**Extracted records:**
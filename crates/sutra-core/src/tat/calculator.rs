use chrono::{Duration, NaiveDateTime};
use sutra_domain::{OfficeHours, TatType};

use crate::constants::WORKING_DAY_HOURS;

use super::lunch::apply_lunch_break;

/// Duración base de un TAT, antes de ajustes.
///
/// Devuelve `None` para `beforetat` (fecha límite, no duración), para
/// valores de `tat` no finitos o no positivos y ante desborde.
///
/// `hourtat` y `daytat` truncan a horas completas; `specifytat` trabaja en
/// minutos y por eso conserva fracciones de hora.
pub fn base_duration(tat: f64, tat_type: TatType) -> Option<Duration> {
    if !is_valid_tat(tat) {
        return None;
    }
    match tat_type {
        TatType::HourTat => Duration::try_hours(tat.trunc() as i64),
        TatType::DayTat => Duration::try_hours((tat * WORKING_DAY_HOURS).trunc() as i64),
        TatType::SpecifyTat => Duration::try_minutes((tat * 60.0).trunc() as i64),
        TatType::BeforeTat => None,
    }
}

/// Fin base (sin almuerzo).
pub fn base_end_time(start: NaiveDateTime, tat: f64, tat_type: TatType, office: OfficeHours) -> NaiveDateTime {
    if !is_valid_tat(tat) {
        log::warn!("tat inválido ({tat}) para {tat_type}: se trata como duración cero; revisar la regla en el Rule Store");
        return start;
    }
    match tat_type {
        TatType::BeforeTat => before_deadline(start, tat, office),
        _ => match base_duration(tat, tat_type) {
            Some(d) => add_or_saturate(start, d),
            None => {
                log::warn!("tat {tat} ({tat_type}) fuera de rango; se conserva el inicio");
                start
            }
        },
    }
}

/// `computeEndTime`: fin base más el ajuste de almuerzo del día de inicio.
pub fn compute_end_time(start: NaiveDateTime, tat: f64, tat_type: TatType, office: OfficeHours) -> NaiveDateTime {
    if !is_valid_tat(tat) {
        return base_end_time(start, tat, tat_type, office);
    }
    apply_lunch_break(start, base_end_time(start, tat, tat_type, office))
}

/// Día calendario siguiente, a las `office.start_hour + tat` horas (truncado
/// a hora completa). Una hora mayor a 24 pasa al día subsiguiente.
fn before_deadline(start: NaiveDateTime, tat: f64, office: OfficeHours) -> NaiveDateTime {
    let next_midnight = start.date()
                             .succ_opt()
                             .and_then(|d| d.and_hms_opt(0, 0, 0));
    let Some(midnight) = next_midnight else {
        log::warn!("beforetat fuera del rango de fechas soportado (inicio {start})");
        return start;
    };
    // horas completas, igual que hourtat/daytat
    let hours = (office.start_hour as f64 + tat).trunc() as i64;
    match Duration::try_hours(hours) {
        Some(d) => add_or_saturate(midnight, d),
        None => start,
    }
}

fn add_or_saturate(at: NaiveDateTime, d: Duration) -> NaiveDateTime {
    at.checked_add_signed(d).unwrap_or_else(|| {
                                log::warn!("desborde al sumar {d} a {at}; se conserva el inicio");
                                at
                            })
}

fn is_valid_tat(tat: f64) -> bool {
    tat.is_finite() && tat > 0.0
}
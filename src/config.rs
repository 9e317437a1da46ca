//! Configuración central de la aplicación.
//! Lee variables de entorno (con soporte `.env`) y arma el `ProjectionEngine`
//! y la fuente de jitter que usa el binario `sutra`.
use once_cell::sync::Lazy;
use std::str::FromStr;

use sutra_core::engine::{FirstMatch, JitterSource, NoJitter, ProjectionEngine, SeededJitter};
use sutra_core::throughput::{PeakWindow, ThroughputParams};
use sutra_domain::OfficeHours;
use sutra_policies::StatusMarkerPolicy;

use crate::errors::AppError;

/// `.env` se carga una sola vez por proceso.
static DOTENV: Lazy<Option<std::path::PathBuf>> = Lazy::new(|| dotenvy::dotenv().ok());

/// Configuración de proyección (extensible para más secciones).
#[derive(Debug, Clone, PartialEq)]
pub struct AppConfig {
    pub office_hours: OfficeHours,
    pub max_steps: usize,
    pub throughput: ThroughputParams,
    /// Semilla del jitter de espera; `None` = sin jitter.
    pub jitter_seed: Option<u64>,
    /// Status que deben tener las aristas a seguir; `None` = primera arista.
    pub completion_marker: Option<String>,
}

impl Default for AppConfig {
    fn default() -> Self {
        Self { office_hours: OfficeHours::default(),
               max_steps: sutra_core::constants::DEFAULT_MAX_STEPS,
               throughput: ThroughputParams::default(),
               jitter_seed: None,
               completion_marker: None }
    }
}

impl AppConfig {
    /// Lee el entorno del proceso (más `.env` si existe).
    pub fn from_env() -> Result<Self, AppError> {
        if let Some(path) = DOTENV.as_ref() {
            log::debug!(".env cargado desde {}", path.display());
        }
        Self::from_lookup(|key| std::env::var(key).ok())
    }

    /// Arma la configuración desde una función de búsqueda arbitraria.
    /// Variables ausentes o vacías toman el valor por defecto.
    pub fn from_lookup<F>(lookup: F) -> Result<Self, AppError>
        where F: Fn(&str) -> Option<String>
    {
        let get = |key: &str| lookup(key).map(|v| v.trim().to_string()).filter(|v| !v.is_empty());
        let mut cfg = AppConfig::default();

        let start = parse_var(&get, "SUTRA_OFFICE_START_HOUR")?.unwrap_or(cfg.office_hours.start_hour);
        let end = parse_var(&get, "SUTRA_OFFICE_END_HOUR")?.unwrap_or(cfg.office_hours.end_hour);
        cfg.office_hours = OfficeHours::new(start, end).map_err(|e| AppError::Config(e.to_string()))?;

        if let Some(max) = parse_var(&get, "SUTRA_MAX_STEPS")? {
            cfg.max_steps = max;
        }
        if let Some(base) = parse_var(&get, "SUTRA_BASE_SPEED_PERCENT")? {
            cfg.throughput.base_speed_percent = base;
        }
        if let Some(peak) = parse_var(&get, "SUTRA_PEAK_SPEED_PERCENT")? {
            cfg.throughput.peak_speed_percent = peak;
        }
        if let Some(team) = parse_var(&get, "SUTRA_TEAM_COUNT")? {
            cfg.throughput.team_count = team;
        }
        let peak_start = get("SUTRA_PEAK_START");
        let peak_end = get("SUTRA_PEAK_END");
        if peak_start.is_some() || peak_end.is_some() {
            let current = cfg.throughput.peak_window;
            let start = peak_start.unwrap_or_else(|| current.start.format("%H:%M").to_string());
            let end = peak_end.unwrap_or_else(|| current.end.format("%H:%M").to_string());
            cfg.throughput.peak_window = PeakWindow::parse(&start, &end).map_err(|e| AppError::Config(e.to_string()))?;
        }
        cfg.throughput.validate().map_err(|e| AppError::Config(e.to_string()))?;

        cfg.jitter_seed = parse_var(&get, "SUTRA_JITTER_SEED")?;
        cfg.completion_marker = get("SUTRA_COMPLETION_MARKER");
        Ok(cfg)
    }

    /// Engine con el horario, throughput, tope y política configurados.
    pub fn engine(&self) -> Result<ProjectionEngine, AppError> {
        let builder = ProjectionEngine::builder().office_hours(self.office_hours)
                                                 .throughput(self.throughput.clone())
                                                 .max_steps(self.max_steps);
        let builder = match &self.completion_marker {
            Some(marker) => {
                let policy = StatusMarkerPolicy::new(marker.as_str()).map_err(|e| AppError::Config(e.to_string()))?;
                builder.selector(policy)
            }
            None => builder.selector(FirstMatch),
        };
        Ok(builder.build()?)
    }

    pub fn jitter(&self) -> Box<dyn JitterSource> {
        match self.jitter_seed {
            Some(seed) => Box::new(SeededJitter::new(seed)),
            None => Box::new(NoJitter),
        }
    }
}

fn parse_var<T, G>(get: &G, key: &str) -> Result<Option<T>, AppError>
    where T: FromStr,
          T::Err: std::fmt::Display,
          G: Fn(&str) -> Option<String>
{
    match get(key) {
        None => Ok(None),
        Some(raw) => raw.parse::<T>()
                        .map(Some)
                        .map_err(|e| AppError::Config(format!("{key}={raw}: {e}"))),
    }
}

**What to produce:**
Using the records above, set down exactly the lines from the one with "if let Some(base)" through the one with "let end = peak_end.unwrap_or_else(||", inclusive, and nothing more.

**Result:**
        if let Some(base) = parse_var(&get, "SUTRA_BASE_SPEED_PERCENT")? {
            cfg.throughput.base_speed_percent = base;
        }
        if let Some(peak) = parse_var(&get, "SUTRA_PEAK_SPEED_PERCENT")? {
            cfg.throughput.peak_speed_percent = peak;
        }
        if let Some(team) = parse_var(&get, "SUTRA_TEAM_COUNT")? {
            cfg.throughput.team_count = team;
        }
        let peak_start = get("SUTRA_PEAK_START");
        let peak_end = get("SUTRA_PEAK_END");
        if peak_start.is_some() || peak_end.is_some() {
            let current = cfg.throughput.peak_window;
            let start = peak_start.unwrap_or_else(|| current.start.format("%H:%M").to_string());
            let end = peak_end.unwrap_or_else(|| current.end.format("%H:%M").to_string());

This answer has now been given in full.